— WHAT TO DO —
Which lines below hold the word "monitor"? Copy all of them.

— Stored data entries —
┌──

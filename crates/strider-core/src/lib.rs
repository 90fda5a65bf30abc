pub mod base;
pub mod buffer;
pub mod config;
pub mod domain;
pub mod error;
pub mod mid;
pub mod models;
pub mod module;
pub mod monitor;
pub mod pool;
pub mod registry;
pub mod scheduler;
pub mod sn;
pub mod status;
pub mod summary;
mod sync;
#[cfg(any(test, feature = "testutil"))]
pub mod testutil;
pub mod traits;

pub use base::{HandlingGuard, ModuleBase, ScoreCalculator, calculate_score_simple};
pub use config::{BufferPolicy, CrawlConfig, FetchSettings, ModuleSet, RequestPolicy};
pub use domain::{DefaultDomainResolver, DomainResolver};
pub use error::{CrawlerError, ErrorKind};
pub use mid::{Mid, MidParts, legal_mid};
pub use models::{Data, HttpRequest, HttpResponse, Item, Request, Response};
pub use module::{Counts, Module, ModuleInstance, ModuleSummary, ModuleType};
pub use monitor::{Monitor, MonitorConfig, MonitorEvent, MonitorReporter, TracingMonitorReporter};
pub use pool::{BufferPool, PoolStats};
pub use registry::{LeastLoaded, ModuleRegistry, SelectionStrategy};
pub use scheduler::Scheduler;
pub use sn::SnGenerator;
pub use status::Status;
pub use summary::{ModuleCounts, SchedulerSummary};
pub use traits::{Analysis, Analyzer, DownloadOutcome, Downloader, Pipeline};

└──

— RESULT —
pub mod monitor;
pub use monitor::{Monitor, MonitorConfig, MonitorEvent, MonitorReporter, TracingMonitorReporter};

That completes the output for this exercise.